Convert Python sequence to NumPy array, filling missing values
Asked Answered
N

8

32

The implicit conversion of a Python sequence of variable-length lists into a NumPy array cause the array to be of type object.

v = [[1], [1, 2]]
np.array(v)
>>> array([[1], [1, 2]], dtype=object)

Trying to force another type will cause an exception:

np.array(v, dtype=np.int32)
ValueError: setting an array element with a sequence.

What is the most efficient way to get a dense NumPy array of type int32, by filling the "missing" values with a given placeholder?

From my sample sequence v, I would like to get something like this, if 0 is the placeholder

array([[1, 0], [1, 2]], dtype=int32)
Nidify answered 27/7, 2016 at 17:1 Comment(0)
G
40

You can use itertools.zip_longest:

import itertools
np.array(list(itertools.zip_longest(*v, fillvalue=0))).T
Out: 
array([[1, 0],
       [1, 2]])

Note: For Python 2, it is itertools.izip_longest.

Glasper answered 27/7, 2016 at 17:12 Comment(1)
This seems really good when the the size variation is huge within the list elements based on a quick runtime test for a large dataset.Rebus
R
22

Here's an almost* vectorized boolean-indexing based approach that I have used in several other posts -

def boolean_indexing(v):
    lens = np.array([len(item) for item in v])
    mask = lens[:,None] > np.arange(lens.max())
    out = np.zeros(mask.shape,dtype=int)
    out[mask] = np.concatenate(v)
    return out

Sample run

In [27]: v
Out[27]: [[1], [1, 2], [3, 6, 7, 8, 9], [4]]

In [28]: out
Out[28]: 
array([[1, 0, 0, 0, 0],
       [1, 2, 0, 0, 0],
       [3, 6, 7, 8, 9],
       [4, 0, 0, 0, 0]])

*Please note that this coined as almost vectorized because the only looping performed here is at the start, where we are getting the lengths of the list elements. But that part not being so computationally demanding should have minimal effect on the total runtime.

Runtime test

In this section I am timing DataFrame-based solution by @Alberto Garcia-Raboso, itertools-based solution by @ayhan as they seem to scale well and the boolean-indexing based one from this post for a relatively larger dataset with three levels of size variation across the list elements.

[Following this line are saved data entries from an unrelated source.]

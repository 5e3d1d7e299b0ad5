//! Component types, ports, prototypes and connectors.
//!
//! Atomic components own ports; compositions additionally own component
//! prototypes and the connectors wired between them. Connectors are pure
//! reference holders: endpoints are canonical path strings, resolved on
//! demand.

use smol_str::SmolStr;

use crate::base::ArPath;
use crate::comspec::ComSpec;
use crate::model::error::{ModelError, ReferenceError, ValidationError};
use crate::model::node::{ElementData, Node, NodeId};
use crate::model::workspace::Workspace;

/// The component type variants.
#[derive(Debug, Clone, Copy, PartialEq, Eq, Hash)]
pub enum ComponentKind {
    Application,
    ComplexDeviceDriver,
    Service,
    ParameterComponent,
    Composition,
}

impl ComponentKind {
    /// The element kind label of a component of this kind.
    pub fn kind_name(&self) -> &'static str {
        match self {
            ComponentKind::Application => "ApplicationComponent",
            ComponentKind::ComplexDeviceDriver => "ComplexDeviceDriverComponent",
            ComponentKind::Service => "ServiceComponent",
            ComponentKind::ParameterComponent => "ParameterComponent",
            ComponentKind::Composition => "Composition",
        }
    }
}

/// Payload of a component type node.
#[derive(Debug, Clone, PartialEq, Eq)]
pub struct ComponentData {
    pub kind: ComponentKind,
}

/// Port polarity.
#[derive(Debug, Clone, Copy, PartialEq, Eq, Hash)]
pub enum PortDirection {
    Require,
    Provide,
    ProvideRequire,
}

impl PortDirection {
    /// Lower-case label used in diagnostics.
    pub fn display(&self) -> &'static str {
        match self {
            PortDirection::Require => "require",
            PortDirection::Provide => "provide",
            PortDirection::ProvideRequire => "provide-require",
        }
    }

    /// True if this polarity has a provide side.
    pub fn provides(&self) -> bool {
        matches!(self, PortDirection::Provide | PortDirection::ProvideRequire)
    }

    /// True if this polarity has a require side.
    pub fn requires(&self) -> bool {
        matches!(self, PortDirection::Require | PortDirection::ProvideRequire)
    }
}

/// A port: one bound interface plus its ordered com-spec list.
#[derive(Debug, Clone, PartialEq)]
pub struct PortData {
    pub direction: PortDirection,
    pub interface_ref: ArPath,
    pub com_specs: Vec<ComSpec>,
}

/// An instance of a component type inside a composition.
#[derive(Debug, Clone, PartialEq, Eq)]
pub struct ComponentPrototypeData {
    pub type_ref: ArPath,
}

/// One end of a connector: a prototype inside the composition plus a port
/// on that prototype's component type.
#[derive(Debug, Clone, PartialEq, Eq)]
pub struct PortEndpoint {
    pub prototype_ref: ArPath,
    pub port_ref: ArPath,
}

/// Links a provide port of one inner prototype to a require port of another.
#[derive(Debug, Clone, PartialEq, Eq)]
pub struct AssemblyConnectorData {
    pub provider: PortEndpoint,
    pub requester: PortEndpoint,
}

/// Links an inner prototype's port to an outer port of the composition
/// with the same polarity.
#[derive(Debug, Clone, PartialEq, Eq)]
pub struct DelegationConnectorData {
    pub inner: PortEndpoint,
    pub outer_port_ref: ArPath,
}

/// An inner port seen through a prototype, as used by connector
/// validation and the wiring pass.
#[derive(Debug, Clone)]
pub(crate) struct ResolvedInnerPort {
    pub prototype: NodeId,
    pub prototype_name: SmolStr,
    pub port: NodeId,
    pub port_name: SmolStr,
    pub direction: PortDirection,
    pub interface_ref: ArPath,
}

// ============================================================================
// FACTORIES
// ============================================================================

impl Workspace {
    /// Create an atomic component type or a composition under `package`.
    pub fn create_component(
        &mut self,
        package: NodeId,
        name: &str,
        kind: ComponentKind,
    ) -> Result<NodeId, ModelError> {
        self.expect_package(package)?;
        let node = Node::new(name, ElementData::Component(ComponentData { kind }));
        self.append_element(package, node)
    }

    /// Create a composition under `package`.
    pub fn create_composition(&mut self, package: NodeId, name: &str) -> Result<NodeId, ModelError> {
        self.create_component(package, name, ComponentKind::Composition)
    }

    /// Instantiate a component type inside a composition.
    pub fn create_component_prototype(
        &mut self,
        composition: NodeId,
        name: &str,
        type_ref: &str,
    ) -> Result<NodeId, ModelError> {
        self.expect_composition(composition)?;
        let component = self.resolve_component(type_ref)?;
        let canonical = self.path_of(component);
        let node = Node::new(
            name,
            ElementData::ComponentPrototype(ComponentPrototypeData { type_ref: canonical }),
        );
        self.append_element(composition, node)
    }

    /// Create an assembly connector between two inner ports, named after
    /// its endpoints. The provider end must have a provide side, the
    /// requester end a require side, and both must bind the same
    /// interface.
    pub fn create_assembly_connector(
        &mut self,
        composition: NodeId,
        provider: (&str, &str),
        requester: (&str, &str),
    ) -> Result<NodeId, ModelError> {
        self.expect_composition(composition)?;
        let provide = self.resolve_inner_port(composition, provider.0, provider.1)?;
        let require = self.resolve_inner_port(composition, requester.0, requester.1)?;

        if !provide.direction.provides() {
            return Err(ReferenceError::WrongKind {
                path: self.path_of(provide.port).to_string(),
                expected: "provide port",
                actual: provide.direction.display(),
            }
            .into());
        }
        if !require.direction.requires() {
            return Err(ReferenceError::WrongKind {
                path: self.path_of(require.port).to_string(),
                expected: "require port",
                actual: require.direction.display(),
            }
            .into());
        }
        if provide.interface_ref != require.interface_ref {
            return Err(ValidationError::InterfaceMismatch {
                provider: provide.interface_ref.to_string(),
                requester: require.interface_ref.to_string(),
            }
            .into());
        }

        let node = Self::assembly_connector_node(&provide, &require, |id| self.path_of(id));
        self.append_element(composition, node)
    }

    /// Create a delegation connector between an inner port and an outer
    /// port of the composition. Polarity and interface must match.
    pub fn create_delegation_connector(
        &mut self,
        composition: NodeId,
        inner: (&str, &str),
        outer_port: &str,
    ) -> Result<NodeId, ModelError> {
        self.expect_composition(composition)?;
        let inner_port = self.resolve_inner_port(composition, inner.0, inner.1)?;
        let outer = self
            .get(composition)?
            .child(outer_port)
            .ok_or_else(|| ReferenceError::Unresolved {
                path: self.path_of(composition).join(outer_port).to_string(),
                segment: outer_port.to_string(),
            })?;
        let outer_data = self.expect_port(outer)?.clone();

        if outer_data.direction != inner_port.direction {
            return Err(ValidationError::PolarityMismatch {
                inner: inner_port.direction.display(),
                outer: outer_data.direction.display(),
            }
            .into());
        }
        if outer_data.interface_ref != inner_port.interface_ref {
            return Err(ValidationError::InterfaceMismatch {
                provider: inner_port.interface_ref.to_string(),
                requester: outer_data.interface_ref.to_string(),
            }
            .into());
        }

        let node = Self::delegation_connector_node(&inner_port, outer_port, |id| self.path_of(id));
        self.append_element(composition, node)
    }

    // ------------------------------------------------------------------
    // Shared endpoint helpers (also used by the wiring pass)
    // ------------------------------------------------------------------

    pub(crate) fn assembly_connector_node(
        provide: &ResolvedInnerPort,
        require: &ResolvedInnerPort,
        mut path_of: impl FnMut(NodeId) -> ArPath,
    ) -> Node {
        let name = format!(
            "{}_{}__{}_{}",
            provide.prototype_name, provide.port_name, require.prototype_name, require.port_name
        );
        Node::new(
            name,
            ElementData::AssemblyConnector(AssemblyConnectorData {
                provider: PortEndpoint {
                    prototype_ref: path_of(provide.prototype),
                    port_ref: path_of(provide.port),
                },
                requester: PortEndpoint {
                    prototype_ref: path_of(require.prototype),
                    port_ref: path_of(require.port),
                },
            }),
        )
    }

    pub(crate) fn delegation_connector_node(
        inner: &ResolvedInnerPort,
        outer_port: &str,
        mut path_of: impl FnMut(NodeId) -> ArPath,
    ) -> Node {
        let name = format!("{}_{}__{}", inner.prototype_name, inner.port_name, outer_port);
        let composition_path = path_of(inner.prototype)
            .parent()
            .unwrap_or_else(|| ArPath::new(""));
        Node::new(
            name,
            ElementData::DelegationConnector(DelegationConnectorData {
                inner: PortEndpoint {
                    prototype_ref: path_of(inner.prototype),
                    port_ref: path_of(inner.port),
                },
                outer_port_ref: composition_path.join(outer_port),
            }),
        )
    }

    /// Resolve `(prototype name, port name)` inside a composition to the
    /// prototype, the port node on its component type, and the port facts
    /// connector validation needs.
    pub(crate) fn resolve_inner_port(
        &self,
        composition: NodeId,
        prototype_name: &str,
        port_name: &str,
    ) -> Result<ResolvedInnerPort, ModelError> {
        let comp_node = self.get(composition)?;
        let prototype = comp_node.child(prototype_name).ok_or_else(|| {
            ReferenceError::Unresolved {
                path: self.path_of(composition).join(prototype_name).to_string(),
                segment: prototype_name.to_string(),
            }
        })?;
        let type_ref = match self.get(prototype)?.data() {
            ElementData::ComponentPrototype(data) => data.type_ref.clone(),
            other => {
                return Err(ReferenceError::WrongKind {
                    path: self.path_of(prototype).to_string(),
                    expected: "ComponentPrototype",
                    actual: other.kind_name(),
                }
                .into());
            }
        };
        let component = self.resolve_component(type_ref.as_str())?;
        let port = self.get(component)?.child(port_name).ok_or_else(|| {
            ReferenceError::Unresolved {
                path: type_ref.join(port_name).to_string(),
                segment: port_name.to_string(),
            }
        })?;
        let data = self.expect_port(port)?;
        Ok(ResolvedInnerPort {
            prototype,
            prototype_name: SmolStr::new(prototype_name),
            port,
            port_name: SmolStr::new(port_name),
            direction: data.direction,
            interface_ref: data.interface_ref.clone(),
        })
    }

    pub(crate) fn expect_composition(&self, id: NodeId) -> Result<(), ModelError> {
        match self.get(id)?.data() {
            ElementData::Component(data) if data.kind == ComponentKind::Composition => Ok(()),
            other => Err(ReferenceError::WrongKind {
                path: self.path_of(id).to_string(),
                expected: "Composition",
                actual: other.kind_name(),
            }
            .into()),
        }
    }

    pub(crate) fn expect_port(&self, id: NodeId) -> Result<&PortData, ModelError> {
        match self.get(id)?.data() {
            ElementData::Port(data) => Ok(data),
            other => Err(ReferenceError::WrongKind {
                path: self.path_of(id).to_string(),
                expected: "Port",
                actual: other.kind_name(),
            }
            .into()),
        }
    }
}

Case #1 : Larger size variation

In [44]: v = [[1], [1,2,4,8,4],[6,7,3,6,7,8,9,3,6,4,8,3,2,4,5,6,6,8,7,9,3,6,4]]

In [45]: v = v*1000

In [46]: %timeit pd.DataFrame(v).fillna(0).values.astype(np.int32)
100 loops, best of 3: 9.82 ms per loop

In [47]: %timeit np.array(list(itertools.izip_longest(*v, fillvalue=0))).T
100 loops, best of 3: 5.11 ms per loop

In [48]: %timeit boolean_indexing(v)
100 loops, best of 3: 6.88 ms per loop

Case #2 : Lesser size variation

In [49]: v = [[1], [1,2,4,8,4],[6,7,3,6,7,8]]

In [50]: v = v*1000

In [51]: %timeit pd.DataFrame(v).fillna(0).values.astype(np.int32)
100 loops, best of 3: 3.12 ms per loop

In [52]: %timeit np.array(list(itertools.izip_longest(*v, fillvalue=0))).T
1000 loops, best of 3: 1.55 ms per loop

In [53]: %timeit boolean_indexing(v)
100 loops, best of 3: 5 ms per loop

Case #3 : Larger number of elements (100 max) per list element

In [139]: # Setup inputs
     ...: N = 10000 # Number of elems in list
     ...: maxn = 100 # Max. size of a list element
     ...: lens = np.random.randint(0,maxn,(N))
     ...: v = [list(np.random.randint(0,9,(L))) for L in lens]
     ...: 

In [140]: %timeit pd.DataFrame(v).fillna(0).values.astype(np.int32)
1 loops, best of 3: 292 ms per loop

In [141]: %timeit np.array(list(itertools.izip_longest(*v, fillvalue=0))).T
1 loops, best of 3: 264 ms per loop

In [142]: %timeit boolean_indexing(v)
10 loops, best of 3: 95.7 ms per loop

To me, it seems itertools.izip_longest is doing pretty well! there's no clear winner, but would have to be taken on a case-by-case basis!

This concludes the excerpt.